Le 9 mai, la Haute Autorité de la Communication (HAC) du Mali a ordonné la suspension de TV5 Monde. Cette décision fait suite à un reportage diffusé le 3 mai, jugé partial par les autorités maliennes.

Le sujet en question traitait des manifestations à Bamako. Des militants politiques s’opposaient à l’annulation d’un rassemblement et à la prolongation du pouvoir militaire sans élections. La HAC a interprété ce reportage comme une déformation de la réalité.

Les autorités reprochent à TV5 Monde un manque de nuance. Elles estiment que les commentaires ont discrédité les forces armées et de sécurité. Ce reportage aurait franchi une ligne rouge : celle du respect des institutions nationales en période de transition.

La décision de la HAC s’inscrit dans un contexte plus large. Depuis 2022, les pays de l’Alliance des États du Sahel (Mali, Burkina Faso, Niger) ont restreint l’accès à plusieurs médias internationaux. France 24, RFI, et d’autres ont subi le même sort.
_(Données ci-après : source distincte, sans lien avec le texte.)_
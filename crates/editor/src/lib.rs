//! # WMS Editor
//!
//! Editor layer cho WMS: record model với pending overlay, form binding,
//! một state machine editor dùng chung cho items / orders / users /
//! order lines, cùng login form, SQL console và session.
//!
//! ## Usage
//!
//! ```rust,ignore
//! use wms_editor::{AutoConfirm, ItemSchema, ItemsEditor};
//! use wms_core::ItemField;
//!
//! let mut editor = ItemsEditor::new(ItemSchema, &db)?;
//! editor.add()?;
//! editor.set_field(ItemField::Code, "IT004")?;
//! editor.set_field(ItemField::Quantity, 7)?;
//! let id = editor.save(&mut db)?;
//! ```

pub mod auth;
pub mod binding;
pub mod catalog;
pub mod console;
pub mod controller;
pub mod entities;
pub mod error;
pub mod model;
pub mod schema;
pub mod session;

pub use auth::LoginForm;
pub use binding::{FormBinding, Relation, RelationEntry};
pub use catalog::ItemCatalog;
pub use console::SqlConsole;
pub use controller::{Actions, RecordEditor};
pub use entities::{
    ItemSchema, ItemsEditor, OrderLineSchema, OrderLinesEditor, OrderSchema, OrdersEditor,
    UserSchema, UsersEditor,
};
pub use error::{EditorError, EditorResult, GuardError, ValidationError};
pub use model::{RecordModel, RowStatus};
pub use schema::{AutoConfirm, Confirm, Deletion, EditMode, EditorSchema};
pub use session::Session;
//! SQL console (read-only)

use crate::error::{EditorError, EditorResult, ValidationError};
use wms_persistence::{Database, QueryResult};

/// Text mẫu hiển thị khi mở console
pub const TEMPLATE: &str = "-- Enter your SQL query here\n\
-- Example: SELECT * FROM items;\n\
-- SELECT * FROM users;\n\
-- SELECT * FROM orders;\n\
-- SELECT * FROM order_lines;\n";

/// Query text + kết quả và status line của lần chạy gần nhất
#[derive(Debug, Clone, Default)]
pub struct SqlConsole {
    text: String,
    result: Option<QueryResult>,
    status: String,
}

impl SqlConsole {
    pub fn new() -> Self {
        Self::default()
    }

    pub fn set_text(&mut self, text: &str) {
        self.text = text.to_string();
    }

    pub fn text(&self) -> &str {
        &self.text
    }

    pub fn result(&self) -> Option<&QueryResult> {
        self.result.as_ref()
    }

    pub fn status(&self) -> &str {
        &self.status
    }

    /// Chạy query hiện tại.
    ///
    /// Text rỗng hoặc chỉ là comment bị từ chối; statement không phải
    /// SELECT / WITH bị từ chối trước khi thực thi.
    pub fn execute(&mut self, db: &Database) -> EditorResult<&QueryResult> {
        let text = self.text.trim();
        if text.is_empty() || text.starts_with("--") {
            let err = ValidationError::EmptyQuery;
            self.status = err.to_string();
            return Err(err.into());
        }

        self.result = None;
        match db.execute_read_only(text) {
            Ok(result) => {
                self.status = result.summary();
                Ok(self.result.insert(result))
            }
            Err(e) if e.is_restricted() => {
                self.status = e.to_string();
                Err(EditorError::Store(e))
            }
            Err(e) => {
                self.status = format!("Error: {}", e);
                Err(EditorError::Store(e))
            }
        }
    }

    /// Xóa text, kết quả và status
    pub fn clear(&mut self) {
        self.text.clear();
        self.result = None;
        self.status.clear();
    }
}

#[cfg(test)]
mod tests {
    use super::*;

    #[test]
    fn test_select() {
        let db = Database::open_in_memory().unwrap();
        let mut console = SqlConsole::new();
        console.set_text("SELECT * FROM items");

        let result = console.execute(&db).unwrap();
        assert_eq!(result.row_count, 3);
        assert!(console
            .status()
            .starts_with("Query executed successfully. Returned 3 rows."));
    }

    #[test]
    fn test_template_is_rejected() {
        let db = Database::open_in_memory().unwrap();
        let mut console = SqlConsole::new();
        console.set_text(TEMPLATE);
        assert!(console.execute(&db).unwrap_err().is_validation());
        assert_eq!(console.status(), "Please enter a valid SQL query.");
    }

    #[test]
    fn test_delete_is_restricted() {
        let db = Database::open_in_memory().unwrap();
        let mut console = SqlConsole::new();
        console.set_text("DELETE FROM items");

        let err = console.execute(&db).unwrap_err();
        assert!(err.is_restricted());
        assert!(console.result().is_none());
        assert_eq!(db.counts().unwrap().items, 3);
    }

    #[test]
    fn test_store_error_and_clear() {
        let db = Database::open_in_memory().unwrap();
        let mut console = SqlConsole::new();
        console.set_text("SELECT nope FROM items");
        assert!(console.execute(&db).unwrap_err().is_store());
        assert!(console.status().starts_with("Error: "));

        console.clear();
        assert_eq!(console.text(), "");
        assert_eq!(console.status(), "");
    }
}
//! Store initialization and status

use anyhow::{Context, Result};
use std::path::Path;
use wms_persistence::Database;

/// Tạo store (schema + demo data); `force` xóa file cũ trước
pub fn init_database(db_path: &Path, force: bool) -> Result<()> {
    if force && db_path.exists() {
        std::fs::remove_file(db_path).context("Failed to remove existing database")?;
        println!("🗑️  Removed existing database");
    }

    let existed = db_path.exists();
    open(db_path)?;
    if existed {
        println!("ℹ️  Existing database kept, seed skipped");
    }
    Ok(())
}

/// In số records mỗi bảng
pub fn show_status(db_path: &Path) -> Result<()> {
    if !db_path.exists() {
        println!("❌ Database not found at {:?}", db_path);
        println!("   Run 'wms init' to create the database");
        return Ok(());
    }

    let db = open(db_path)?;
    let counts = db.counts().context("Failed to count records")?;

    println!("📊 Database Status");
    println!("   Path: {:?}", db_path);
    println!();
    println!("   Users:       {}", counts.users);
    println!("   Items:       {}", counts.items);
    println!("   Orders:      {}", counts.orders);
    println!("   Order lines: {}", counts.order_lines);

    match db.verify_order_lines() {
        Ok(()) => println!("   Order numbers: ✅ consistent"),
        Err(e) => println!("   Order numbers: ⚠️  {}", e),
    }
    Ok(())
}

/// Mở store; lỗi khởi tạo được báo kèm đường dẫn
pub fn open(db_path: &Path) -> Result<Database> {
    Database::open(db_path)
        .with_context(|| format!("Failed to open database at {:?}", db_path))
}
Les autorités invoquent la défense de leur souveraineté médiatique.

Pour Bamako, il ne s’agit pas de censurer, mais d’exiger des contenus compatibles avec la réalité nationale. Cette démarche vise à maîtriser le discours public dans un pays marqué par des tensions politiques et sociales.

La suspension de TV5 Monde n’est pas un acte isolé. Elle reflète une volonté politique de contrôler la circulation des récits et des images. Les autorités cherchent à redéfinir leur image à l’international tout en préservant l’unité nationale. Certains y voient une uniformisation de la parole médiatique, d’autres une affirmation d’indépendance face à des narrations extérieures. Ce type de régulation s’observe également dans d’autres régions du monde, notamment en Afrique du Nord et au Moyen-Orient.